Les opposants à la réforme du Code du travail étaient 4.000 à défiler dans les rues de Clermont-Ferrand, d’après France Bleu Pays d’Auvergne. Les trois quarts du cortège étaient composés de sympathisants de la CGT. Derrière, les syndicats SUD, Solidaires, Unef et FO fermaient la marche.

À Tours, les manifestants étaient entre 3.600 selon la police, 5.000 selon les organisateurs. Si la plupart des drapeaux étaient à l’effigie de la CGT, plusieurs centaines de manifestants ont défilé sous des bannières FO, dont l’union départementale avait appelé à manifester ce mardi. À Orléans, la CGT, revendique près de 4.000 personnes dans les rues de la ville, alors que la police en a compté un peu moins de 2.500.

A Paris, le 12 septembre, alors que la manifestation contre la réforme du code du travail était en passe de dégénérer et que les forces de l’ordre tiraient au flashball en réponse aux projectiles lancés par des individus cagoulés. Soudain un homme est arrivé, nu, en jouant de la guitare.

Pendant le déplacement du chef de l’État à Saint-Martin, des politiques de l’opposition sont attendus pour gonfler les rangs des défilés, à Paris et en région. Jean-Luc Mélenchon doit battre le pavé à Marseille contre ce qu’il qualifie de « coup d’État social ». À Paris, entre les places de la Bastille et d’Italie, Benoît Hamon, Olivier Besancenot (NPA) ou encore Pierre Laurent (PCF) ont répondu présents à l’appel du trio de syndicats.
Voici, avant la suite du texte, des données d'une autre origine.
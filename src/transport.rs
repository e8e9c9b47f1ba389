//! Blocking byte transport over the target UART

use core::marker::PhantomData;

use embedded_hal::serial::{Read, Write};

use crate::baud::{find_baudinfo, BaudInfo, BAUD_TABLE};
use crate::Error;

/// UART driver used by the target side of the link
pub trait Uart<E>: Write<u8, Error = E> + Read<u8, Error = E> {
    /// Reprogram the clock generator and baud divisor.
    ///
    /// Callers flush before reconfiguring, any byte still in flight is lost.
    fn configure(&mut self, baud: &BaudInfo) -> Result<(), E>;
}

/// Owns the UART and its current configuration.
///
/// Multi-byte values are sent and received least significant byte first.
pub struct Transport<U, E> {
    uart: U,
    table: &'static [BaudInfo],
    current: Option<BaudInfo>,
    _err: PhantomData<E>,
}

impl<U, E> Transport<U, E>
where
    U: Uart<E>,
{
    /// Create a transport using the default baud table
    pub fn new(uart: U) -> Self {
        Self::with_table(uart, &BAUD_TABLE)
    }

    /// Create a transport with a board specific baud table.
    ///
    /// The first entry is the default rate.
    pub fn with_table(uart: U, table: &'static [BaudInfo]) -> Self {
        Self {
            uart,
            table,
            current: None,
            _err: PhantomData,
        }
    }

    /// (Re)initialise the UART, `None` selects the default rate
    pub fn init(&mut self, baud: Option<&BaudInfo>) -> Result<(), Error<E>> {
        let baud = match baud.or_else(|| self.table.first()) {
            Some(b) => *b,
            None => return Ok(()),
        };

        // Wait for the transmitter to drain
        block!(self.uart.flush())?;

        self.uart.configure(&baud)?;
        self.current = Some(baud);

        debug!("UART configured for {} baud", baud.rate);

        Ok(())
    }

    /// Look up a supported rate
    pub fn find_baudinfo(&self, rate: u32) -> Option<BaudInfo> {
        find_baudinfo(self.table, rate).copied()
    }

    /// Currently configured rate, if initialised
    pub fn baud(&self) -> Option<u32> {
        self.current.map(|b| b.rate)
    }

    pub fn read_u8(&mut self) -> Result<u8, Error<E>> {
        let v = block!(self.uart.read())?;
        Ok(v)
    }

    pub fn read_u16(&mut self) -> Result<u16, Error<E>> {
        let lo = self.read_u8()? as u16;
        let hi = self.read_u8()? as u16;
        Ok(lo | hi << 8)
    }

    pub fn read_u32(&mut self) -> Result<u32, Error<E>> {
        let lo = self.read_u16()? as u32;
        let hi = self.read_u16()? as u32;
        Ok(lo | hi << 16)
    }

    pub fn write_u8(&mut self, v: u8) -> Result<(), Error<E>> {
        block!(self.uart.write(v))?;
        Ok(())
    }

    pub fn write_u16(&mut self, v: u16) -> Result<(), Error<E>> {
        self.write_u8(v as u8)?;
        self.write_u8((v >> 8) as u8)
    }

    pub fn write_u32(&mut self, v: u32) -> Result<(), Error<E>> {
        self.write_u16(v as u16)?;
        self.write_u16((v >> 16) as u16)
    }

    /// Block until all written bytes have left the UART
    pub fn flush(&mut self) -> Result<(), Error<E>> {
        block!(self.uart.flush())?;
        Ok(())
    }

    pub fn uart(&self) -> &U {
        &self.uart
    }

    pub fn uart_mut(&mut self) -> &mut U {
        &mut self.uart
    }

    /// Release the underlying UART
    pub fn free(self) -> U {
        self.uart
    }
}
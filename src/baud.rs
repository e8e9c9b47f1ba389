//! UART baud rate descriptors
//!
//! Divisors assume PLL1 at its default 147.461538 MHz.

/// Clock and divisor settings for a single link rate
#[derive(Copy, Clone, PartialEq, Debug)]
pub struct BaudInfo {
    /// Baud rate in bits per second, zero marks the end of a table
    pub rate: u32,
    /// Clock generator register value (divisor and clock source)
    pub clkgen: u16,
    /// Baud rate divisor register value
    pub brd: u16,
}

impl BaudInfo {
    /// Table terminator
    pub const END: BaudInfo = BaudInfo { rate: 0, clkgen: 0, brd: 0 };

    pub const fn new(rate: u32, clksrc: u16, div: u16, brd: u16) -> Self {
        Self {
            rate,
            clkgen: (div << 4) | (clksrc << 1),
            brd,
        }
    }
}

/// Supported rates, slowest (default) first
pub static BAUD_TABLE: [BaudInfo; 10] = [
    BaudInfo::new(19_200, 1, 39, 11),
    BaudInfo::new(38_400, 1, 39, 5),
    BaudInfo::new(57_600, 1, 39, 3),
    BaudInfo::new(115_200, 1, 39, 1),
    BaudInfo::new(230_400, 1, 4, 7),
    BaudInfo::new(460_800, 1, 4, 3),
    BaudInfo::new(614_400, 1, 4, 2),
    BaudInfo::new(921_600, 1, 4, 1),
    BaudInfo::new(1_500_000, 0, 15, 0),
    BaudInfo::END,
];

/// Find the descriptor for an exact baud rate.
///
/// The search stops at the first zero-rate entry.
pub fn find_baudinfo(table: &[BaudInfo], rate: u32) -> Option<&BaudInfo> {
    table
        .iter()
        .take_while(|b| b.rate != 0)
        .find(|b| b.rate == rate)
}
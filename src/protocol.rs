
use core::convert::TryFrom;

/// Announced by a stage loader once its link is up
pub const STAGE_SIGNATURE: u32 = 0x6E6F_4DE6;

/// Announced by the monitor on entry ("uMON")
pub const MONITOR_SIGNATURE: u32 = 0x4E4F_4D75;

pub const REPLY_OK: u8 = 0x01;
pub const REPLY_FAIL: u8 = 0x00;

/// Sent by the host at the new rate to complete a baud change
pub const SYNC: [u8; 2] = [0x55, 0xAA];

/// Module selector addressing the monitor core
pub const MODULE_CORE: u8 = 0x00;

/// Boot parameter pointer passed to kernels, meaning "no parameter block"
pub const NO_PARAMS: u32 = 0xFFFF_FFFF;

/// Returned when a command byte does not name a known command
#[derive(Copy, Clone, PartialEq, Debug)]
pub struct UnknownCommand(pub u8);

/// Commands accepted by a stage loader
#[derive(Copy, Clone, Debug, PartialEq)]
pub enum LoaderCommand {
    /// Do nothing
    Nop = 0x00,

    /// Leave the loader and enter the next stage
    GoMain = 0x01,

    /// Change the link rate, followed by a u32 baud rate
    SetBaudrate = 0x02,

    /// Load the rest of the next stage, followed by a u32 size and the image words
    LoadRest = 0x03,
}

impl TryFrom<u8> for LoaderCommand {
    type Error = UnknownCommand;

    fn try_from(value: u8) -> Result<Self, Self::Error> {
        match value {
            0x00 => Ok(Self::Nop),
            0x01 => Ok(Self::GoMain),
            0x02 => Ok(Self::SetBaudrate),
            0x03 => Ok(Self::LoadRest),
            v => Err(UnknownCommand(v)),
        }
    }
}

/// Commands accepted by the monitor
#[derive(Copy, Clone, Debug, PartialEq)]
pub enum MonitorCommand {
    /// Do nothing
    Nop = 0x00,

    /// Change the link rate, followed by a u32 baud rate
    SetBaudrate = 0x01,

    /// Store a byte: u32 address, u8 value
    WriteU8 = 0x02,

    /// Store a halfword: u32 address, u16 value
    WriteU16 = 0x03,

    /// Store a word: u32 address, u32 value
    WriteU32 = 0x04,

    /// Load a byte from a u32 address
    ReadU8 = 0x05,

    /// Load a halfword from a u32 address
    ReadU16 = 0x06,

    /// Load a word from a u32 address
    ReadU32 = 0x07,

    /// Write a block: u32 address, u32 size, payload. Replies with the CRC-32.
    MemWrite = 0x08,

    /// Read a block: u32 address, u32 size. Replies with payload then CRC-32.
    MemRead = 0x09,

    /// Call a u32 address with no arguments
    Run = 0x0A,

    /// Boot a kernel: u32 address, u32 machine type
    RunKernel = 0x0B,
}

impl TryFrom<u8> for MonitorCommand {
    type Error = UnknownCommand;

    fn try_from(value: u8) -> Result<Self, Self::Error> {
        let c = match value {
            0x00 => Self::Nop,
            0x01 => Self::SetBaudrate,
            0x02 => Self::WriteU8,
            0x03 => Self::WriteU16,
            0x04 => Self::WriteU32,
            0x05 => Self::ReadU8,
            0x06 => Self::ReadU16,
            0x07 => Self::ReadU32,
            0x08 => Self::MemWrite,
            0x09 => Self::MemRead,
            0x0A => Self::Run,
            0x0B => Self::RunKernel,
            v => return Err(UnknownCommand(v)),
        };
        Ok(c)
    }
}
use std::io::ErrorKind as IoErrorKind;
use std::path::Path;

use linux_embedded_hal::{Delay, Serial};
use serial_core::{
    BaudRate, CharSize, Error as SerialError, ErrorKind as SerialErrorKind, FlowControl, Parity,
    SerialDevice as _, SerialPortSettings as _, StopBits,
};

use crate::client::{Client, Options, SerialPort};

fn kind(e: SerialError) -> IoErrorKind {
    match e.kind() {
        SerialErrorKind::Io(k) => k,
        SerialErrorKind::NoDevice => IoErrorKind::NotFound,
        SerialErrorKind::InvalidInput => IoErrorKind::InvalidInput,
    }
}

impl SerialPort<IoErrorKind> for Serial {
    fn set_rts(&mut self, level: bool) -> Result<(), IoErrorKind> {
        self.0.set_rts(level).map_err(kind)
    }

    fn set_dtr(&mut self, level: bool) -> Result<(), IoErrorKind> {
        self.0.set_dtr(level).map_err(kind)
    }

    fn set_baud_rate(&mut self, baud: u32) -> Result<(), IoErrorKind> {
        debug!("Setting local baud rate to {}", baud);

        let mut settings = self.0.read_settings().map_err(kind)?;
        settings
            .set_baud_rate(BaudRate::from_speed(baud as usize))
            .map_err(kind)?;
        self.0.write_settings(&settings).map_err(kind)
    }
}

impl Client<Serial, Delay, IoErrorKind> {
    /// Create a new linux serial port client instance
    pub fn linux<P: AsRef<Path>>(
        port: P,
        baud: u32,
        options: Options,
    ) -> Result<Self, SerialError> {
        // Open port
        let mut port = Serial::open(port.as_ref())?;

        // Apply settings
        let mut settings = port.0.read_settings()?;

        settings.set_char_size(CharSize::Bits8);
        settings.set_stop_bits(StopBits::Stop1);
        settings.set_baud_rate(BaudRate::from_speed(baud as usize))?;
        settings.set_flow_control(FlowControl::FlowNone);
        settings.set_parity(Parity::ParityNone);

        port.0.write_settings(&settings)?;

        // Return instance
        Ok(Self::new(port, Delay {}, options))
    }
}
Emmanuel Macron faisait face mardi à la première mobilisation sociale de son quinquennat, avec des perturbations dans les transports dès le matin, avant les manifestations contre la réforme du Code du travail que le président est déterminé à mener à terme.

Entre 50 et 80% des lignes SNCF étaient assurées en banlieue parisienne, quand le trafic TGV était normal. Des perturbations étaient également signalées à Strasbourg. À Nice, aucun bus ni tramway ne circulait, une première depuis la mobilisation contre le CPE en 2006, selon la CGT. Des camions de forains provoquaient également des embouteillages sur l’autoroute A13 et à Paris.

« Ce n’est pas une loi du travail. C’est une loi qui donne les pleins pouvoirs aux employeurs », a critiqué Philippe Martinez, secrétaire général de la CGT, qui a dit sur France 2 attendre « du monde » avec près de 200 manifestations et 4000 appels à la grève.

Ce projet reprend plusieurs promesses de campagne du président Macron. Si pour le Medef et la CGPME, il va « déverrouiller la peur d’embaucher », les syndicats y voient un texte « libéral » dans le prolongement de la très décriée loi travail.

Face à un front syndical désuni, le chef de l’État, qui sera au même moment dans les Petites Antilles dévastées par l’ouragan Irma, n’a pas l’intention de céder. L’enjeu est d’autant plus important pour Emmanuel Macron que l’exécutif envisage d’autres réformes sociales importantes dans les mois à venir: assurance chômage, apprentissage, formation professionnelle et retraites.